Mi riferisco a un alto di gamma e può darsi anche un paio di parcellari da terreni che riteniamo molto interessanti per questo. E ancora: magari un Meunier o dello Chardonnay. Di certo, ci sono novità in arrivo. E sotto questo punto di vista, non ci possiamo definire specialisti di questo o di quel vitigno, come di un terroir rispetto ad un altro: abbiamo, di anno in anno, uve di sempre migliore qualità, frutto di un modo differente di lavorare rispetto al passato. Di quello che poi porterà in bottiglia, ne parleremo tra qualche anno.

Ma quando Benjamin Fourmon non beve Champagne, che bottiglie apre?
Bisogna innanzitutto dire che quando in Champagne abbiamo qualcosa da festeggiare non beviamo Champagne (sorride, ndr).
A parte gli scherzi, personalmente amo molto i bianchi di Borgogna e ho la fortuna di avere qualche buon amico vigneron laggiù che fa dei grandi Chardonnay. Poi nella mia cantina c’è tanto Bordeaux e Côte du Rhône. E ancora, se penso all’Italia mi piace molto il Brunello.
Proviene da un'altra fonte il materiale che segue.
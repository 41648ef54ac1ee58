// src/job/state.rs

//! Job instance lifecycle state machine.

use std::fmt;
use std::str::FromStr;

use serde::{Deserialize, Serialize};

/// Lifecycle state of a job instance as persisted in the store.
///
/// The agent only ever moves forward through
/// `Pending -> Initializing -> Cloning -> Building -> Sealing -> Finished`.
/// `Failed` can be entered from any non-terminal state. There is
/// no `Frozen` state: a frozen group shows up as a `taskFreezePoint` record
/// correlated with the instance (see [`crate::freeze::frozen_groups`]).
#[derive(Debug, Clone, Copy, PartialEq, Eq, Hash, Serialize, Deserialize, Default)]
#[serde(rename_all = "lowercase")]
pub enum JobState {
    /// Created by the scheduler, not yet picked up by an agent.
    #[default]
    Pending,
    Initializing,
    Cloning,
    Building,
    Sealing,
    Finished,
    Failed,
}

impl JobState {
    pub fn is_terminal(self) -> bool {
        matches!(self, JobState::Finished | JobState::Failed)
    }

    /// Whether an agent may pick up an instance currently in this state.
    pub fn is_startable(self) -> bool {
        self == JobState::Pending
    }

    /// Position along the forward path. `Failed` has no rank.
    fn rank(self) -> Option<u8> {
        match self {
            JobState::Pending => Some(0),
            JobState::Initializing => Some(1),
            JobState::Cloning => Some(2),
            JobState::Building => Some(3),
            JobState::Sealing => Some(4),
            JobState::Finished => Some(5),
            JobState::Failed => None,
        }
    }

    /// Whether the agent may write `next` over `self`.
    ///
    /// Only the immediate successor on the forward path, or `Failed` from a
    /// non-terminal state, is allowed.
    pub fn can_transition_to(self, next: JobState) -> bool {
        if self.is_terminal() {
            return false;
        }
        if next == JobState::Failed {
            return true;
        }
        match (self.rank(), next.rank()) {
            (Some(from), Some(to)) => to == from + 1,
            _ => false,
        }
    }

    pub fn as_str(self) -> &'static str {
        match self {
            JobState::Pending => "pending",
            JobState::Initializing => "initializing",
            JobState::Cloning => "cloning",
            JobState::Building => "building",
            JobState::Sealing => "sealing",
            JobState::Finished => "finished",
            JobState::Failed => "failed",
        }
    }
}

impl fmt::Display for JobState {
    fn fmt(&self, f: &mut fmt::Formatter<'_>) -> fmt::Result {
        f.write_str(self.as_str())
    }
}

impl FromStr for JobState {
    type Err = String;

    fn from_str(s: &str) -> Result<Self, Self::Err> {
        match s.trim().to_lowercase().as_str() {
            "pending" => Ok(JobState::Pending),
            "initializing" => Ok(JobState::Initializing),
            "cloning" => Ok(JobState::Cloning),
            "building" => Ok(JobState::Building),
            "sealing" => Ok(JobState::Sealing),
            "finished" => Ok(JobState::Finished),
            "failed" => Ok(JobState::Failed),
            other => Err(format!("invalid job state: {other}")),
        }
    }
}

#[cfg(test)]
mod tests {
    use super::*;

    #[test]
    fn forward_path_is_strictly_sequential() {
        use JobState::*;
        let path = [Pending, Initializing, Cloning, Building, Sealing, Finished];
        for pair in path.windows(2) {
            assert!(pair[0].can_transition_to(pair[1]), "{} -> {}", pair[0], pair[1]);
            assert!(!pair[1].can_transition_to(pair[0]), "{} -> {}", pair[1], pair[0]);
        }
        assert!(!Initializing.can_transition_to(Building));
    }

    #[test]
    fn terminal_states_have_no_exits() {
        for next in [
            JobState::Pending,
            JobState::Initializing,
            JobState::Building,
            JobState::Finished,
            JobState::Failed,
        ] {
            assert!(!JobState::Finished.can_transition_to(next));
            assert!(!JobState::Failed.can_transition_to(next));
        }
    }

    #[test]
    fn failed_is_reachable_from_any_live_state() {
        for from in [
            JobState::Pending,
            JobState::Initializing,
            JobState::Cloning,
            JobState::Building,
            JobState::Sealing,
        ] {
            assert!(from.can_transition_to(JobState::Failed));
        }
    }

    #[test]
    fn serializes_lowercase() {
        let json = serde_json::to_string(&JobState::Initializing).unwrap();
        assert_eq!(json, "\"initializing\"");
        assert_eq!("Building".parse::<JobState>().unwrap(), JobState::Building);
    }
}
Però, in fondo al cuore, sono molto francese nelle mie scelte sui vini in tavola: un buon Borgogna per aprire, del Côte du Rhône in abbinamento al piatto principale, un gran Bordeaux con i formaggi.
E l’Italia quanto è importante per Joseph Perrier?
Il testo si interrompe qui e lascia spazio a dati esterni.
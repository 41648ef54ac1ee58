// src/store/memory.rs

use std::sync::{Arc, Mutex};

use serde_json::Value;

use super::records::Records;
use super::{Store, StoreFuture};
use crate::errors::{AgentError, Result};
use crate::types::RecordId;

/// Store kept entirely in process memory.
///
/// Cloning yields another handle onto the same records, which lets tests play
/// the part of an external operator (e.g. deleting a freeze point) while the
/// agent holds its own handle.
#[derive(Debug, Clone, Default)]
pub struct MemoryStore {
    records: Arc<Mutex<Records>>,
}

impl MemoryStore {
    pub fn new() -> Self {
        Self::default()
    }

    /// Insert or replace a record synchronously (test and seeding helper).
    pub fn insert(&self, id: impl Into<RecordId>, record: Value) -> Result<Value> {
        self.with_records(|records| records.put(id.into(), record))
    }

    /// Current copy of a record, without going through the async trait.
    pub fn snapshot(&self, id: &RecordId) -> Option<Value> {
        self.with_records(|records| Ok(records.get(id))).ok().flatten()
    }

    fn with_records<T>(&self, f: impl FnOnce(&mut Records) -> Result<T>) -> Result<T> {
        let mut guard = self
            .records
            .lock()
            .map_err(|_| AgentError::Other(anyhow::anyhow!("memory store lock poisoned")))?;
        f(&mut guard)
    }
}

impl Store for MemoryStore {
    fn get<'a>(&'a self, id: &'a RecordId) -> StoreFuture<'a, Option<Value>> {
        Box::pin(async move { self.with_records(|records| Ok(records.get(id))) })
    }

    fn merge<'a>(&'a self, id: &'a RecordId, patch: Value) -> StoreFuture<'a, Value> {
        Box::pin(async move { self.with_records(|records| records.merge(id, patch)) })
    }

    fn create<'a>(&'a self, table: &'a str, record: Value) -> StoreFuture<'a, RecordId> {
        Box::pin(async move { self.with_records(|records| records.create(table, record)) })
    }

    fn delete<'a>(&'a self, id: &'a RecordId) -> StoreFuture<'a, bool> {
        Box::pin(async move { self.with_records(|records| Ok(records.delete(id))) })
    }

    fn list<'a>(&'a self, table: &'a str) -> StoreFuture<'a, Vec<Value>> {
        Box::pin(async move { self.with_records(|records| Ok(records.list(table))) })
    }
}
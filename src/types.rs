use std::fmt;
use std::str::FromStr;

use serde::{Deserialize, Serialize};

/// Identity of a persisted record, in `table:key` form.
///
/// The table prefix is what the store uses to group records (`list`) and to
/// mint fresh identities (`create`). Keys are opaque.
#[derive(Debug, Clone, PartialEq, Eq, PartialOrd, Ord, Hash, Serialize, Deserialize)]
#[serde(transparent)]
pub struct RecordId(String);

impl RecordId {
    pub fn new(table: &str, key: &str) -> Self {
        Self(format!("{table}:{key}"))
    }

    /// Mint a collision-resistant identity in the given table.
    pub fn generate(table: &str) -> Self {
        Self::new(table, &uuid::Uuid::new_v4().simple().to_string())
    }

    /// Table part of the identity; the whole id when there is no separator.
    pub fn table(&self) -> &str {
        self.0.split_once(':').map(|(t, _)| t).unwrap_or(&self.0)
    }

    pub fn as_str(&self) -> &str {
        &self.0
    }
}

impl fmt::Display for RecordId {
    fn fmt(&self, f: &mut fmt::Formatter<'_>) -> fmt::Result {
        f.write_str(&self.0)
    }
}

impl From<&str> for RecordId {
    fn from(s: &str) -> Self {
        Self(s.to_string())
    }
}

impl From<String> for RecordId {
    fn from(s: String) -> Self {
        Self(s)
    }
}

impl FromStr for RecordId {
    type Err = String;

    fn from_str(s: &str) -> Result<Self, Self::Err> {
        let s = s.trim();
        if s.is_empty() {
            return Err("record id must not be empty".to_string());
        }
        Ok(Self(s.to_string()))
    }
}

/// One exported environment variable, as returned by an environment resolver.
#[derive(Debug, Clone, PartialEq, Eq, Serialize, Deserialize)]
pub struct EnvVar {
    pub key: String,
    pub value: String,
}

impl EnvVar {
    pub fn new(key: impl Into<String>, value: impl Into<String>) -> Self {
        Self {
            key: key.into(),
            value: value.into(),
        }
    }
}

/// Boxed, sendable future used at the async trait seams.
pub type BoxFuture<'a, T> = std::pin::Pin<Box<dyn std::future::Future<Output = T> + Send + 'a>>;
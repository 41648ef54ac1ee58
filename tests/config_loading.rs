// tests/config_loading.rs

use std::io::Write;
use std::path::PathBuf;
use std::time::Duration;

use buildagent::config::{AgentConfig, load_and_validate, load_for_cli};
use buildagent::errors::AgentError;
use tempfile::NamedTempFile;

#[test]
fn full_config_is_loaded() {
    let mut file = NamedTempFile::new().unwrap();
    write!(
        file,
        r#"
[agent]
freeze_poll_interval = "250ms"
inherit_environment = false

[store]
path = "/var/lib/buildagent/store.json"

[sources]
workspace = "/var/lib/buildagent/src"
"#
    )
    .unwrap();

    let cfg = load_and_validate(file.path()).unwrap();

    assert_eq!(cfg.freeze_poll_interval, Duration::from_millis(250));
    assert!(!cfg.inherit_environment);
    assert_eq!(cfg.store_path, PathBuf::from("/var/lib/buildagent/store.json"));
    assert_eq!(cfg.sources_workspace, PathBuf::from("/var/lib/buildagent/src"));
}

#[test]
fn omitted_sections_fall_back_to_defaults() {
    let mut file = NamedTempFile::new().unwrap();
    write!(file, "[agent]\ninherit_environment = true\n").unwrap();

    let cfg = load_and_validate(file.path()).unwrap();
    let defaults = AgentConfig::default();

    assert_eq!(cfg.freeze_poll_interval, Duration::from_secs(5));
    assert_eq!(cfg.store_path, defaults.store_path);
    assert_eq!(cfg.sources_workspace, defaults.sources_workspace);
}

#[test]
fn zero_poll_interval_is_rejected() {
    let mut file = NamedTempFile::new().unwrap();
    write!(file, "[agent]\nfreeze_poll_interval = \"0s\"\n").unwrap();

    match load_and_validate(file.path()) {
        Err(AgentError::ConfigError(msg)) => assert!(msg.contains("freeze_poll_interval")),
        other => panic!("Expected ConfigError, got: {:?}", other),
    }
}

#[test]
fn malformed_duration_is_rejected() {
    let mut file = NamedTempFile::new().unwrap();
    write!(file, "[agent]\nfreeze_poll_interval = \"soon\"\n").unwrap();

    assert!(matches!(
        load_and_validate(file.path()),
        Err(AgentError::ConfigError(_))
    ));
}

#[test]
fn invalid_toml_returns_toml_error() {
    let mut file = NamedTempFile::new().unwrap();
    write!(file, "[agent\nfreeze_poll_interval = ").unwrap();

    assert!(matches!(
        load_and_validate(file.path()),
        Err(AgentError::TomlError(_))
    ));
}

#[test]
fn explicit_missing_path_is_an_io_error() {
    let dir = tempfile::tempdir().unwrap();
    let missing = dir.path().join("Agent.toml");

    assert!(matches!(
        load_for_cli(Some(&missing)),
        Err(AgentError::IoError(_))
    ));
}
È un mercato in crescita, dove attualmente sviluppiamo un giro d’affari attorno al milione di euro in termini di spedizioni.
L’Italia è un Paese chiave in cui vogliamo incrementare il nostro presidio e l’immagine della Maison, dinamizzandola.
C’è ancora molto da fare, ma è un mercato magnifico e maturo, perché composto da tanti appassionati che conoscono bene lo Champagne e che s’interessano ai dettagli delle molte proposte che sono espressioni di specifici terroir. E poi in Italia si prediligono soprattutto le grandi cuvée, forse perché come Paese produttore di grandi spumanti desiderate assaggiare soltanto il meglio.
Qual è l’abbinamento perfetto con un piatto italiano per lo Champagne Joseph Perrier?
La risposta più facile: funziona magnificamente l’abbinamento tra un Parmigiano Reggiano invecchiato e un grande Champagne con qualche anno alle spalle.
La risposta più personale e che preferisco: tutti i venerdì, a casa, io e mia moglie ci concediamo una serata pizza e Champagne.